Não há justificativa legal, portanto, para que se exija prova material contemporânea ao período de carência, nos termos reiteradamente defendidos pela Autarquia Previdenciária; tal exigência administrativa implica a introdução indevida de requisito, impondo limites que não foram estabelecidos pelo legislador. As certidões da vida civil, documentos admitidos de modo uníssono pela jurisprudência como início probatório de atividade rural, no mais das vezes, registram fatos muito anteriores à implementação da idade de 55 ou 60 anos, e fora dos prazos constantes do art. 142 da Lei 8.213/91. O período de carência, em se tratando de aposentadoria por idade rural, correspondente a estágio da vida do trabalhador em que os atos da vida passíveis de registro cartorário, tais como casar, ter filhos, prestar serviço militar, ou inscrever-se como eleitor, foram praticados muito antes do início do marco para a contagem da carência prevista para tal benefício.

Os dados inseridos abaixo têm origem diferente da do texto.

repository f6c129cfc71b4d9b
//! Command-line interface

pub mod args;
pub mod commands;

pub use args::{Cli, Commands};
//! Cache store abstraction
//!
//! The store owns cache entries entirely. Callers address entries by key and
//! never look inside them.

use crate::cache::key::CacheKey;
use crate::error::VenvResult;
use async_trait::async_trait;
use chrono::{DateTime, Utc};
use serde::{Deserialize, Serialize};
use std::path::Path;
use std::time::Duration;

/// Format bytes as human-readable size (e.g., "1.5 GB")
pub fn format_bytes(bytes: u64) -> String {
    const KB: u64 = 1024;
    const MB: u64 = KB * 1024;
    const GB: u64 = MB * 1024;

    if bytes >= GB {
        format!("{:.1} GB", bytes as f64 / GB as f64)
    } else if bytes >= MB {
        format!("{:.1} MB", bytes as f64 / MB as f64)
    } else if bytes >= KB {
        format!("{:.1} KB", bytes as f64 / KB as f64)
    } else {
        format!("{} B", bytes)
    }
}

/// Metadata kept alongside a stored entry
#[derive(Debug, Clone, PartialEq, Eq, Serialize, Deserialize)]
pub struct CacheEntryInfo {
    /// Full cache key
    pub key: String,
    /// Digest used as the on-disk entry name
    pub digest: String,
    /// When the entry was saved
    pub created_at: DateTime<Utc>,
    /// Total size of regular files in the entry
    pub size_bytes: u64,
}

impl CacheEntryInfo {
    /// Create metadata for an entry saved now
    pub fn new(key: &CacheKey, size_bytes: u64) -> Self {
        Self {
            key: key.to_string(),
            digest: key.digest(),
            created_at: Utc::now(),
            size_bytes,
        }
    }

    /// The entry's key
    pub fn cache_key(&self) -> CacheKey {
        CacheKey::from_raw(self.key.clone())
    }

    /// Check if this entry is older than the given number of days
    pub fn is_older_than_days(&self, days: u32) -> bool {
        let cutoff = Utc::now() - chrono::Duration::days(i64::from(days));
        self.created_at < cutoff
    }
}

/// Key-value blob store for virtual environments
///
/// Restore happens before the job uses the environment, save after the job
/// is done with it. Saving the same key twice is allowed; the last writer wins.
#[async_trait]
pub trait CacheStore: Send + Sync {
    /// Restore the entry for `key` into `target`. Returns false on a miss,
    /// in which case `target` is left untouched. A failed restore also leaves
    /// `target` as it was.
    async fn restore(&self, key: &CacheKey, target: &Path) -> VenvResult<bool>;

    /// Store the directory tree at `source` under `key`
    async fn save(&self, key: &CacheKey, source: &Path) -> VenvResult<CacheEntryInfo>;

    /// List all entries
    async fn list(&self) -> VenvResult<Vec<CacheEntryInfo>>;

    /// Remove the entry for `key`. Returns false if there was none.
    async fn remove(&self, key: &CacheKey) -> VenvResult<bool>;

    /// Delete leftovers of interrupted or superseded saves that are at least
    /// `min_age` old. Returns how many were removed.
    async fn prune_incomplete(&self, min_age: Duration) -> VenvResult<usize>;

    /// Human-readable store name for display
    fn store_name(&self) -> &'static str;
}
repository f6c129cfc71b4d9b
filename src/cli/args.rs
//! CLI argument definitions using clap derive

use crate::outputs::OutputFormat;
use clap::{ArgAction, Args, Parser, Subcommand, ValueEnum};
use std::path::PathBuf;

/// cached-venv - Cached Python virtual environments for CI
///
/// Restores a virtual environment from the cache when one matches the job,
/// creates it otherwise, and reports where its interpreter lives.
#[derive(Parser, Debug)]
#[command(name = "cached-venv")]
#[command(author, version, about, long_about = None)]
#[command(propagate_version = true)]
pub struct Cli {
    /// Subcommand to execute
    #[command(subcommand)]
    pub command: Commands,

    /// Increase verbosity (-v info, -vv debug)
    #[arg(short, long, global = true, action = ArgAction::Count)]
    pub verbose: u8,

    /// Configuration file path
    #[arg(short, long, global = true, env = "CACHED_VENV_CONFIG")]
    pub config: Option<PathBuf>,
}

/// Available commands
#[derive(Subcommand, Debug)]
pub enum Commands {
    /// Restore or create a virtual environment and report its interpreter
    Provision(ProvisionArgs),

    /// Print the cache key for an environment
    Key(KeyArgs),

    /// Save an environment to the cache after the job
    Save(SaveArgs),

    /// Manage the local cache store
    Cache(CacheArgs),

    /// Show or initialize configuration
    Config(ConfigArgs),
}

/// Identity of an environment and the platform facts that key it
#[derive(Args, Debug, Clone)]
pub struct EnvArgs {
    /// Environment name (e.g. unit-tests)
    #[arg(short, long)]
    pub name: String,

    /// Opaque seed mixed into the cache key (e.g. a lockfile hash)
    #[arg(long)]
    pub cache_seed: String,

    /// Runner operating system (Linux, macOS, Windows)
    #[arg(long, env = "RUNNER_OS")]
    pub os: Option<String>,

    /// Runner architecture (e.g. X64, ARM64)
    #[arg(long, env = "RUNNER_ARCH")]
    pub arch: Option<String>,

    /// Workspace root holding the environments
    #[arg(long, env = "GITHUB_WORKSPACE")]
    pub workspace: Option<PathBuf>,

    /// Python major.minor version (probed from the interpreter if omitted)
    #[arg(long)]
    pub python_version: Option<String>,

    /// Interpreter used to create environments (default: from config)
    #[arg(long)]
    pub python: Option<String>,

    /// Cache store directory (default: from config)
    #[arg(long, env = "CACHED_VENV_DIR")]
    pub cache_dir: Option<PathBuf>,
}

/// Arguments for the provision command
#[derive(Parser, Debug)]
pub struct ProvisionArgs {
    #[command(flatten)]
    pub env: EnvArgs,

    /// Skip the cache lookup and always create the environment
    #[arg(long)]
    pub no_restore: bool,

    /// How to report outputs
    #[arg(short, long, default_value = "github")]
    pub format: OutputFormat,
}

/// Arguments for the key command
#[derive(Parser, Debug)]
pub struct KeyArgs {
    #[command(flatten)]
    pub env: EnvArgs,
}

/// Arguments for the save command
#[derive(Parser, Debug)]
pub struct SaveArgs {
    #[command(flatten)]
    pub env: EnvArgs,
}

/// Output format for listings
#[derive(Debug, Clone, Copy, ValueEnum)]
pub enum ListFormat {
    /// Human-readable table
    Table,
    /// JSON output
    Json,
    /// Simple text (one key per line)
    Plain,
}

/// Arguments for the cache command
#[derive(Parser, Debug)]
pub struct CacheArgs {
    /// Subcommand for cache
    #[command(subcommand)]
    pub action: CacheAction,

    /// Cache store directory (default: from config)
    #[arg(long, global = true, env = "CACHED_VENV_DIR")]
    pub cache_dir: Option<PathBuf>,
}

/// Cache subcommands
#[derive(Subcommand, Debug)]
pub enum CacheAction {
    /// List cached environments
    List {
        /// Output format
        #[arg(short, long, default_value = "table")]
        format: ListFormat,
    },

    /// Remove old cached environments
    Gc {
        /// Remove entries older than N days (default: from config)
        #[arg(long)]
        days: Option<u32>,

        /// Dry run - show what would be removed
        #[arg(long)]
        dry_run: bool,
    },

    /// Remove all cached environments
    Clear {
        /// Skip confirmation prompt
        #[arg(short, long)]
        yes: bool,
    },
}

/// Arguments for the config command
#[derive(Parser, Debug)]
pub struct ConfigArgs {
    /// Subcommand for config
    #[command(subcommand)]
    pub action: Option<ConfigAction>,
}

/// Config subcommands
#[derive(Subcommand, Debug)]
pub enum ConfigAction {
    /// Show current configuration
    Show,

    /// Show configuration file path
    Path,

    /// Initialize default configuration
    Init {
        /// Overwrite existing configuration
        #[arg(short, long)]
        force: bool,
    },
}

Além disso, a juntada de tais certidões é fixada expressamente como orientação pelo eminente Ministro Herman Benjamin, Relator do REsp 1.321.493-PR, submetido ao procedimento dos recurso repetitivos e julgado pela egrégia 3ª Seção do STJ em 10/10/2012. No recurso especial em comento, a decisão majoritária concluiu pela imprescindibilidade de prova material para fins previdenciários, ainda que o labor tenha sido exercido à margem da formalidade, relegando às instâncias ordinárias a verificação da condição de trabalhador:
"E, nesse aspecto, por mais que o trabalho seja informal, é assente na jurisprudência desta Corte que há incontáveis possibilidades probatórias de natureza material. Por exemplo, ainda que o trabalho tenha sido informal, constatando-se que o segurado tem filhos ou é casado, devem ser juntadas certidões de casamento e de nascimento, o que deve ser averiguado pelas instâncias ordinárias."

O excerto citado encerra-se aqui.